Waimea Bay on Oahu’s North Shore hosts The Eddie, a big-wave contest run only when swells clear 20 feet. It has happened just eleven times since 1985.
Helsinki, Tallinn, and Vilnius all sit on the Baltic Sea. Tallinn and Vilnius lived under Soviet rule until 1991. Only Helsinki, Finland’s capital, stayed free.
In India’s Meghalaya hills, Cherrapunji holds the record for the wettest year on Earth. More than 86 feet of rain fell between 1860 and 1861. It rains so relentlessly that a village 15 km away now outdoes it for the highest yearly average.
On each equinox, the afternoon sun lays a zigzag of shadow down the staircase of El Castillo, the pyramid at Chichén Itzá in Mexico’s Yucatán. For a few minutes, a serpent seems to slither to the earth. The Maya built it to do that.
Manarola, first documented in 1338, is the oldest of Cinque Terre’s five villages. Farmers there have stacked over 7,000 km of dry-stone walls to hold the terraced cliffs in place.
Measured from sea level, Everest is tallest. But Earth bulges at the equator, so the summit of Ecuador’s Chimborazo sits about 6,800 feet farther from the planet’s center, the closest point to space.
Kinshasa (Democratic Republic of Congo) and Brazzaville (Republic of Congo) sit 4 km apart on the Congo River. The world’s closest capital pair.

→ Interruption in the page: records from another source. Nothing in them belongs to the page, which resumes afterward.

//! Error types for Alignment Core
//!
//! Every failure here is a contract violation by the caller: a weight vector
//! with no mass, a state count that has no logarithm, or a sensitivity
//! parameter outside its domain. We use `thiserror` for the Display/Error
//! implementations.

use thiserror::Error;

/// Result type alias for alignment operations
pub type Result<T> = std::result::Result<T, AlignmentError>;

/// Main error type for alignment operations
#[derive(Error, Debug)]
pub enum AlignmentError {
    /// The vector's total weight is zero, so it cannot be normalized
    #[error("Degenerate input: {label} has zero total weight")]
    DegenerateInput {
        /// Which vector was degenerate ("goals", "state", ...)
        label: String,
    },

    /// Every entry is finite but the total overflows
    #[error("Total weight of {label} overflows to a non-finite value")]
    NonFiniteTotal {
        /// Which vector (or outer product) overflowed
        label: String,
    },

    /// A single entry is negative or not finite
    #[error("Invalid weight in {label} at index {index}: {value}")]
    InvalidWeight {
        /// Which vector held the entry
        label: String,
        /// Position of the offending entry
        index: usize,
        /// The offending value
        value: f64,
    },

    /// The number of system states must be positive
    #[error("State count must be positive, got {0}")]
    InvalidStateCount(i64),

    /// The sensitivity parameter must be finite and strictly positive
    #[error("Alpha must be finite and > 0.0, got {0}")]
    InvalidAlpha(f64),

    /// Configuration could not be parsed
    #[error("Config error: {0}")]
    Config(String),

    /// IO errors
    #[error("IO error: {0}")]
    Io(#[from] std::io::Error),

    /// Generic error with context
    #[error("{context}: {source}")]
    WithContext {
        /// What was being attempted
        context: String,
        /// Underlying error
        source: Box<AlignmentError>,
    },
}

impl AlignmentError {
    /// Add context to an error
    pub fn context(self, context: impl Into<String>) -> Self {
        Self::WithContext {
            context: context.into(),
            source: Box::new(self),
        }
    }

    /// Strip any context wrappers and return the underlying error
    pub fn root(&self) -> &AlignmentError {
        match self {
            Self::WithContext { source, .. } => source.root(),
            other => other,
        }
    }
}

impl From<toml::de::Error> for AlignmentError {
    fn from(err: toml::de::Error) -> Self {
        Self::Config(err.to_string())
    }
}

/// Extension trait for adding context to Results
pub trait ResultExt<T> {
    /// Add lazy context to a Result
    fn with_context<F>(self, f: F) -> Result<T>
    where
        F: FnOnce() -> String;
}

impl<T> ResultExt<T> for Result<T> {
    fn with_context<F>(self, f: F) -> Result<T>
    where
        F: FnOnce() -> String,
    {
        self.map_err(|e| e.context(f()))
    }
}
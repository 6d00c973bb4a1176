//! Watch command implementation

use super::{print_quotes, symbols_or_all};
use crate::config::Config;
use crate::engine::QuoteEngine;
use clap::Args;
use std::sync::Arc;
use std::time::Duration;

#[derive(Args, Debug)]
pub struct WatchArgs {
    /// Symbols to watch (default: every symbol with a base price)
    pub symbols: Vec<String>,

    /// Seconds between polls
    #[arg(short, long, default_value = "5")]
    pub interval: u64,

    /// Stop after this many polls
    #[arg(short = 'n', long)]
    pub iterations: Option<u64>,

    /// Print JSON lines instead of tables
    #[arg(long)]
    pub json: bool,
}

impl WatchArgs {
    pub async fn execute(&self, config: &Config) -> anyhow::Result<()> {
        let engine = Arc::new(QuoteEngine::from_config(config)?);
        engine.refresh_controls().await;
        let refresh_every = Duration::from_secs(config.engine.refresh_interval_secs.max(1));
        let refresher = engine.spawn_refresh_task(refresh_every);

        let symbols = symbols_or_all(&engine, &self.symbols);
        let mut ticker = tokio::time::interval(Duration::from_secs(self.interval.max(1)));
        let mut polls = 0u64;

        tracing::info!(symbols = ?symbols, interval_secs = self.interval, "Watching quotes");

        loop {
            tokio::select! {
                _ = ticker.tick() => {
                    let quotes = engine.resolve_all(&symbols).await;
                    print_quotes(&quotes, self.json)?;
                    if !self.json {
                        println!();
                    }
                    polls += 1;
                    if self.iterations.is_some_and(|limit| polls >= limit) {
                        break;
                    }
                }
                _ = tokio::signal::ctrl_c() => {
                    tracing::info!("Interrupted, stopping watch");
                    break;
                }
            }
        }

        refresher.abort();
        tracing::info!(stats = ?engine.stats(), "Watch finished");
        Ok(())
    }
}
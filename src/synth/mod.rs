//! Price synthesis module
//!
//! Produces prices when no live quote is available. Without a directive the
//! price jitters symmetrically around its base; with one it walks linearly
//! from the base toward `base * (1 + target / 100)` over the directive's
//! duration, so an operator drift never shows up as a single-tick jump.

mod base;
mod synthesizer;

pub use base::{BasePrices, DEFAULT_BASE_PRICES};
pub use synthesizer::{PriceSynthesizer, Synthesis, SynthesizerConfig};
//! Error types for the quote engine
//!
//! Quote resolution itself never fails; these errors live at the edges. A
//! [`SourceError`] never escapes the live adapter (it is turned into a
//! fallback), and a [`RepositoryError`] never escapes `DirectiveStore::refresh`.

use thiserror::Error;

/// Failure while fetching a live quote
#[derive(Debug, Error)]
pub enum SourceError {
    /// Request did not complete within the configured bound
    #[error("request timed out after {0:?}")]
    Timeout(std::time::Duration),

    /// Transport-level failure (DNS, connect, TLS, body read)
    #[error("transport error: {0}")]
    Transport(#[from] reqwest::Error),

    /// Non-success HTTP status
    #[error("provider returned HTTP {0}")]
    Status(u16),

    /// Provider answered with a rate-limit or quota notice
    #[error("provider throttled the request: {0}")]
    Throttled(String),

    /// Payload missing a field or carrying an unparsable value
    #[error("malformed payload: {0}")]
    Malformed(String),

    /// No provider is configured
    #[error("live source disabled")]
    Disabled,
}

/// Failure at the directive persistence boundary
#[derive(Debug, Error)]
pub enum RepositoryError {
    /// Filesystem failure
    #[error("I/O error: {0}")]
    Io(#[from] std::io::Error),

    /// Stored records could not be encoded or decoded
    #[error("JSON error: {0}")]
    Json(#[from] serde_json::Error),

    /// Directive parameters rejected before being written
    #[error("invalid directive: {0}")]
    InvalidDirective(String),

    /// Work queue is full; callers should back off
    #[error("persistence queue full ({depth} waiting)")]
    Backpressure {
        /// Number of operations already waiting for a slot
        depth: usize,
    },

    /// Work queue has been shut down
    #[error("persistence queue closed")]
    Closed,

    /// Backend-specific failure
    #[error("backend error: {0}")]
    Backend(String),
}
//! Batched resolution

use super::QuoteEngine;
use crate::quote::Quote;
use futures_util::future::join_all;

impl QuoteEngine {
    /// Resolve every symbol concurrently, preserving input order
    ///
    /// Output is one-to-one with `symbols`, duplicates included. Duplicates
    /// are resolved independently, so a symbol that misses the cache can get
    /// a different quote in each position; the last one written stays cached.
    pub async fn resolve_all<S: AsRef<str>>(&self, symbols: &[S]) -> Vec<Quote> {
        join_all(symbols.iter().map(|s| self.resolve(s.as_ref()))).await
    }
}
//! End-to-end tests over the file-backed configuration

use quote_engine::config::Config;
use quote_engine::directive::{DirectiveRepository, JsonFileRepository};
use quote_engine::engine::QuoteEngine;
use quote_engine::quote::QuoteOrigin;
use rust_decimal_macros::dec;

#[test]
fn test_config_example_exists() {
    let config = Config::example().unwrap();
    assert_eq!(config.provider.timeout_secs, 5);
    assert!(config.provider.api_key.is_none());
}

#[tokio::test]
async fn test_engine_from_config_with_file_directives() {
    let dir = tempfile::tempdir().unwrap();
    let path = dir.path().join("directives.json");

    let toml = format!(
        r#"
        [directives]
        path = "{}"

        [base_prices]
        STLK = 40
        "#,
        path.display().to_string().replace('\\', "/")
    );
    let config: Config = toml::from_str(&toml).unwrap();

    // Operator writes through the persistence boundary
    JsonFileRepository::new(&path)
        .upsert("STLK", dec!(25), 60)
        .await
        .unwrap();

    let engine = QuoteEngine::from_config(&config).unwrap();
    engine.refresh_controls().await;

    let quotes = engine.resolve_all(&["stlk", "UNKNOWN"]).await;
    assert_eq!(quotes[0].symbol, "STLK");
    assert_eq!(quotes[0].source, QuoteOrigin::Synthetic);
    assert_eq!(quotes[0].reference_price(), dec!(40));
    // Drift has just started, so the price sits at the base
    assert!(quotes[0].price >= dec!(40) && quotes[0].price < dec!(40.01));
    assert_eq!(quotes[1].symbol, "UNKNOWN");
    assert_eq!(engine.stats().directed_quotes, 1);
}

The Moon’s far side stayed unseen until Soviet probe Luna 3 photographed it in 1959. The images revealed almost no volcanic plains.
When a 1994 earthquake knocked out power across Los Angeles, residents called observatories to report a strange silver cloud overhead. It was the Milky Way.
Five US Navy bombers vanished December 5, 1945. Lloyd’s of London has found no evidence the Bermuda Triangle loses ships at a higher rate than anywhere else in the Atlantic.
In 1959, Disneyland’s Matterhorn Bobsleds opened as the world’s first tubular steel coaster. It’s a 1/100 model of the real Matterhorn in the Alps.
The corona is the sun’s outer atmosphere. A plasma halo hotter than the sun’s surface. It’s visible from Earth only during a total eclipse.
At Ephesus, on Turkey’s Aegean coast, the marble facade of the Library of Celsus still stands, raised around 117 AD over the tomb of the Roman official it is named for. Its Temple of Artemis ranked among the Seven Wonders of the World.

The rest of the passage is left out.